The nurse caring for an individual demonstrating symptoms of schizotypal personality disorder would expect assessment findings to include what characteristics? a. arrogant, grandiose, and a sense of self-importance. b. attention seeking, melodramatic, and flirtatious. c. impulsive, restless, socially aggressive behavior. d. socially anxious, rambling stories, peculiar ideas.

d. socially anxious, rambling stories, peculiar ideas. Individuals with schizotypal personality disorder do not want to be involved in relationships. They are shy and introverted, speak little, and prefer fantasy and daydreaming to being involved with real people. The other behaviors would characteristically be noted in narcissistic, histrionic, and antisocial personality disorder

A hospice client tells the nurse, "Life has been good. I am proud of being self-educated. I overcame adversity and always gave my best. I intend to die as I lived." The nurse planning care for this client would recognize the priority of supporting which client need? a. providing aggressive pain and symptom management. b. helping the client reassess and explore existing conflicts. c. assisting the client to focus on the meaning in life and death. d. supporting the patient's use of own resources to meet challenges.

d. supporting the patient's use of own resources to meet challenges. The client whose intrinsic strength and endurance have been a hallmark often wishes to approach dying by staying optimistic and in control. Helping such patients use their own resources to meet challenges would be appropriate.

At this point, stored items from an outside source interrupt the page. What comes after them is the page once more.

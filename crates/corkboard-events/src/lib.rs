//! corkboard-events — fan-out of record-change events.
//!
//! The `Hub` broadcasts committed record changes to in-process subscribers,
//! each behind its own bounded FIFO queue: publishing never blocks, and a
//! subscriber that stops draining is evicted rather than stalling the rest.
//! `EventSource` is the consumer-side adapter that turns a stream of wire
//! frames (event name + JSON payload) back into typed events, sharing one
//! frame codec with producers.

pub mod error;
pub mod hub;
pub mod source;

pub use error::{HubError, SourceError};
pub use hub::{Hub, Subscription, DEFAULT_BUFFER_CAPACITY};
pub use source::{decode_event, encode_event, EventFrame, EventSource, FrameSource};
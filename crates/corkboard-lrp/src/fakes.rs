//! Recording fakes for the collaborator traits.
//!
//! Each fake records the arguments of every call and can be primed to
//! return an error, so store tests can assert exactly what went over the
//! wire without a live auctioneer or cell registry.

use std::collections::HashSet;
use std::sync::Mutex;

use async_trait::async_trait;
use anyhow::anyhow;

use corkboard_models::LrpStartRequest;

use crate::clients::{AuctioneerClient, CellPresenceClient};

/// In-memory [`AuctioneerClient`] that records every batch of start requests.
#[derive(Debug, Default)]
pub struct FakeAuctioneerClient {
    calls: Mutex<Vec<Vec<LrpStartRequest>>>,
    fail_with: Mutex<Option<String>>,
}

impl FakeAuctioneerClient {
    pub fn new() -> Self {
        Self::default()
    }

    /// Number of times `request_lrp_auctions` has been invoked.
    pub fn call_count(&self) -> usize {
        self.calls.lock().unwrap().len()
    }

    /// The start requests passed to the `i`th call (zero-based).
    pub fn requests_for_call(&self, i: usize) -> Vec<LrpStartRequest> {
        self.calls.lock().unwrap()[i].clone()
    }

    /// Make every subsequent call fail with `message`.
    pub fn set_error(&self, message: &str) {
        *self.fail_with.lock().unwrap() = Some(message.to_string());
    }
}

#[async_trait]
impl AuctioneerClient for FakeAuctioneerClient {
    async fn request_lrp_auctions(&self, starts: &[LrpStartRequest]) -> anyhow::Result<()> {
        self.calls.lock().unwrap().push(starts.to_vec());
        if let Some(message) = self.fail_with.lock().unwrap().clone() {
            return Err(anyhow!(message));
        }
        Ok(())
    }
}

/// In-memory [`CellPresenceClient`] backed by a set of present cell ids.
#[derive(Debug, Default)]
pub struct FakeCellPresenceClient {
    present: Mutex<HashSet<String>>,
    queries: Mutex<Vec<String>>,
    fail_with: Mutex<Option<String>>,
}

impl FakeCellPresenceClient {
    pub fn new() -> Self {
        Self::default()
    }

    /// Register `cell_id` as present.
    pub fn add_cell(&self, cell_id: &str) {
        self.present.lock().unwrap().insert(cell_id.to_string());
    }

    /// Every cell id that has been queried, in call order.
    pub fn queries(&self) -> Vec<String> {
        self.queries.lock().unwrap().clone()
    }

    /// Make every subsequent lookup fail with `message`.
    pub fn set_error(&self, message: &str) {
        *self.fail_with.lock().unwrap() = Some(message.to_string());
    }
}

#[async_trait]
impl CellPresenceClient for FakeCellPresenceClient {
    async fn cell_present(&self, cell_id: &str) -> anyhow::Result<bool> {
        self.queries.lock().unwrap().push(cell_id.to_string());
        if let Some(message) = self.fail_with.lock().unwrap().clone() {
            return Err(anyhow!(message));
        }
        Ok(self.present.lock().unwrap().contains(cell_id))
    }
}

#[cfg(test)]
mod tests {
    use super::*;

    use corkboard_models::{DesiredLrp, LrpStartRequest};

    #[tokio::test]
    async fn auctioneer_fake_records_calls_in_order() {
        let fake = FakeAuctioneerClient::new();
        assert_eq!(fake.call_count(), 0);

        let desired = DesiredLrp {
            process_guid: "some-process-guid".to_string(),
            domain: "tests".to_string(),
            instances: 2,
        };
        let start = LrpStartRequest::new(desired, vec![1]);
        fake.request_lrp_auctions(&[start.clone()]).await.unwrap();

        assert_eq!(fake.call_count(), 1);
        assert_eq!(fake.requests_for_call(0), vec![start]);
    }

    #[tokio::test]
    async fn auctioneer_fake_returns_primed_error() {
        let fake = FakeAuctioneerClient::new();
        fake.set_error("boom");

        let err = fake.request_lrp_auctions(&[]).await.unwrap_err();
        assert_eq!(err.to_string(), "boom");
        // The failed call is still recorded.
        assert_eq!(fake.call_count(), 1);
    }

    #[tokio::test]
    async fn presence_fake_answers_from_its_cell_set() {
        let fake = FakeCellPresenceClient::new();
        fake.add_cell("some-cell");

        assert!(fake.cell_present("some-cell").await.unwrap());
        assert!(!fake.cell_present("other-cell").await.unwrap());
        assert_eq!(fake.queries(), vec!["some-cell", "other-cell"]);
    }
}
//! Persisted key layout for the record store.
//!
//! All LRP state lives under a small fixed hierarchy:
//!
//! - `v1/actual/{process_guid}/{index}/instance`
//! - `v1/actual/{process_guid}/{index}/evacuating`
//! - `v1/desired/{process_guid}`
//! - `v1/domain/{domain}`

/// Prefix covering every actual LRP record.
pub const ACTUAL_LRP_DIR: &str = "v1/actual/";

/// Prefix covering every desired LRP record.
pub const DESIRED_LRP_DIR: &str = "v1/desired/";

/// Prefix covering every domain freshness record.
pub const DOMAIN_DIR: &str = "v1/domain/";

const INSTANCE_SUFFIX: &str = "instance";
const EVACUATING_SUFFIX: &str = "evacuating";

/// Prefix covering both records of every index of one process.
pub fn actual_lrp_process_dir(process_guid: &str) -> String {
    format!("{ACTUAL_LRP_DIR}{process_guid}/")
}

/// Key of the instance record for one index of a process.
pub fn actual_lrp_instance_path(process_guid: &str, index: u32) -> String {
    format!("{ACTUAL_LRP_DIR}{process_guid}/{index}/{INSTANCE_SUFFIX}")
}

/// Key of the evacuating record for one index of a process.
pub fn actual_lrp_evacuating_path(process_guid: &str, index: u32) -> String {
    format!("{ACTUAL_LRP_DIR}{process_guid}/{index}/{EVACUATING_SUFFIX}")
}

/// Whether `key` names an evacuating record rather than an instance record.
pub fn is_evacuating_path(key: &str) -> bool {
    key.ends_with(EVACUATING_SUFFIX)
}

/// Key of the desired LRP record for a process.
pub fn desired_lrp_path(process_guid: &str) -> String {
    format!("{DESIRED_LRP_DIR}{process_guid}")
}

/// Key of the freshness record for a domain.
pub fn domain_path(domain: &str) -> String {
    format!("{DOMAIN_DIR}{domain}")
}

An outpatient diagnosed with schizophrenia tells the nurse, "I am here to save the world. I threw away the pills because they make God go away." What does the nurse suspect is the client's reason for medication nonadherence? a. poor alliance with clinicians. b. inadequate discharge planning. c. dislike of medication side effects. d. thought disturbances associated with the illness

d. thought disturbances associated with the illness. The client's nonadherence is most closely related to thought disturbances associated with the illness. The client believes he is an exalted personage who hears God's voice rather than an individual with a serious mental disorder who needs medication to control his symptoms. While the distracters may play a part in the client's nonadherence, the correct response is most likely.